Very hard conversation, and very important to put in writing! Back then there was no Living Will, so glad we now have it so that our wishes are in writing and people cannot do what they would do for themselves.
Keep in mid that it CAN be changed. Somewhere in this journey of 5 cancers I did change mine! You are not stuck with a single time of making the decisions. It is important to think carefully and pick a person who will follow your wishes. As Health Care Proxy and Power of Attorney for my best friend, she did not have a Living Will, but since she was my support through this cancer journey, we had many conversations about what each of us would do. I was very fortunate that her husband knew clearly what her wishes were! When the time came, as agonizing as it was, knowing her wishes made making the decision 100% easier!
Very serious, very necessary discussion. You are all spot-on. I did mine many years ago, and take a look at them every so often to see if there is something I want to change. Thank you!
My favorite story here. Second visit to my oncologist he walked in to my cousin and I laughing. He was stern and said he didn’t think we listened to him when he had explained the gravity of my situation. I responded that I did. He told me I had 10-15 months maybe. So I went and set up my Powers of Attorney, made my wishes known in detail to my family, paid for my cremation and planned and paid for my memorial service. With that I was done with the dying stuff and focused on living.
And look at you now! How many years has it been???
As an aside, why do doctors presume we don't understand just because we don't do the hysterics and gnashing of teeth? I went through something similar and it took a couple months for the doctor to realize that I did understand, I just wasn't going to do the hysterics because it is not part of my basic personality. By the time they tell me I have cancer, I'm already looking forward to what has to be done to get rid of it!

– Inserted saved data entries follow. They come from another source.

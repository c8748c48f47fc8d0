/*
 * SPDX-License-Identifier: MIT
 *
 * Permission is hereby granted, free of charge, to any person obtaining a
 * copy of this software and associated documentation files (the "Software"),
 * to deal in the Software without restriction, including without limitation
 * the rights to use, copy, modify, merge, publish, distribute, sublicense,
 * and/or sell copies of the Software, and to permit persons to whom the
 * Software is furnished to do so, subject to the following conditions:
 *
 * The above copyright notice and this permission notice shall be included in
 * all copies or substantial portions of the Software.
 *
 * THE SOFTWARE IS PROVIDED "AS IS", WITHOUT WARRANTY OF ANY KIND, EXPRESS OR
 * IMPLIED, INCLUDING BUT NOT LIMITED TO THE WARRANTIES OF MERCHANTABILITY,
 * FITNESS FOR A PARTICULAR PURPOSE AND NONINFRINGEMENT. IN NO EVENT SHALL
 * THE AUTHORS OR COPYRIGHT HOLDERS BE LIABLE FOR ANY CLAIM, DAMAGES OR OTHER
 * LIABILITY, WHETHER IN AN ACTION OF CONTRACT, TORT OR OTHERWISE, ARISING
 * FROM, OUT OF OR IN CONNECTION WITH THE SOFTWARE OR THE USE OR OTHER
 * DEALINGS IN THE SOFTWARE.
 */
use std::fmt;

use serde::{Deserialize, Serialize};

use crate::{
    drift::{DriftReport, Reconcile, Reconciler},
    model::ServerConnection,
    IrmcError,
};

/// Seconds to wait for the host to reach the requested power state.
pub const DEFAULT_MAX_WAIT_TIME: u64 = 120;

fn default_max_wait_time() -> u64 {
    DEFAULT_MAX_WAIT_TIME
}

#[derive(Debug, Serialize, Deserialize, Clone, Copy, PartialEq, Eq)]
pub enum PowerState {
    Off,
    On,
    PoweringOff,
    PoweringOn,
}

impl fmt::Display for PowerState {
    fn fmt(&self, f: &mut fmt::Formatter<'_>) -> fmt::Result {
        fmt::Debug::fmt(self, f)
    }
}

/// Reset types accepted by ComputerSystem.Reset on iRMC.
#[derive(Debug, Serialize, Deserialize, Clone, Copy, PartialEq, Eq)]
pub enum HostPowerAction {
    On,
    ForceOn,
    ForceOff,
    GracefulShutdown,
    GracefulRestart,
    ForceRestart,
    PowerCycle,
    PushPowerButton,
    Nmi,
}

impl HostPowerAction {
    /// The state the host settles in once the action completes. `None` when
    /// it depends on the state the host was in.
    pub fn resulting_state(self) -> Option<PowerState> {
        match self {
            HostPowerAction::On
            | HostPowerAction::ForceOn
            | HostPowerAction::GracefulRestart
            | HostPowerAction::ForceRestart
            | HostPowerAction::PowerCycle => Some(PowerState::On),
            HostPowerAction::ForceOff | HostPowerAction::GracefulShutdown => Some(PowerState::Off),
            HostPowerAction::PushPowerButton | HostPowerAction::Nmi => None,
        }
    }
}

impl fmt::Display for HostPowerAction {
    fn fmt(&self, f: &mut fmt::Formatter<'_>) -> fmt::Result {
        fmt::Debug::fmt(self, f)
    }
}

#[serde_with::skip_serializing_none]
#[derive(Debug, Serialize, Deserialize, Clone)]
pub struct PowerConfig {
    pub id: Option<String>,
    pub server: ServerConnection,
    pub host_power_action: HostPowerAction,
    #[serde(default = "default_max_wait_time")]
    pub max_wait_time: u64,
}

impl PowerConfig {
    pub fn validate(&self) -> Result<(), IrmcError> {
        self.server.validate()?;
        if self.max_wait_time == 0 {
            return Err(IrmcError::invalid_value("max_wait_time", "must be positive"));
        }
        Ok(())
    }
}

impl Reconcile for PowerConfig {
    type Observed = PowerState;

    fn reconcile(
        &self,
        observed: &PowerState,
        reconciler: &Reconciler,
    ) -> Result<DriftReport, IrmcError> {
        self.validate()?;
        let mut report = DriftReport::new("power");
        // Transitional states count as drift until they settle
        reconciler.compare_exact(
            &mut report,
            "power_state",
            self.host_power_action.resulting_state().as_ref(),
            Some(observed),
        );
        Ok(report)
    }
}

You’ve been through this 5 times now? They should know what you’re going to come out looking for the best possible course of treatment.
When I got my breast cancer diagnosis I felt like ‘Okay, you couldn’t kill me off with the stage four lung cancer I’m not going to survive something with the lowest survival rate only to succumb to one of the most treatable cancers. The irony was greatest when my dr told me I could only be on the Tamoxifen for TEN YEARS after giving me TEN MONTHS for the lung.
Thanks for the giggle - I love the irony. At Roswell Comprehensive Cancer Center you get a new oncologist for each type of cancer - that way you get the experts in your field. One of my funny stories is on the 2nd breast cancer Karen could not turn and look at me so I told her it was cancer and said "Let's cut to the chase - how do we get rid of it?" She turned around and her eyes were full - that was cancer #4. Having a new oncologist for each type means teaching each new doc how I react. In a way it is hard to keep switching docs - right now I have one for the lung ca and one for the tumor on my vocal chords. along with the same one for mammograms and the ovarian. The liver doc retired, so it sort of fell through the cracks. but it has been 16 years so I presume it won't come back I had to tell the lung doc that he couldn't scare me, and yet he withheld info for 4 meetings until I went for the 3rd opinion - now he realizes that I do understand and is more forthright with info. The only time I have actually cried is when a mammogram came back questionable and they wanted to do it again right away - that was before the 2nd cancer, and doing it again scared me - those things hurt! I just don't do the panic and hysterics - instead listen carefully and am just in a hurry to start treatment to get rid of it.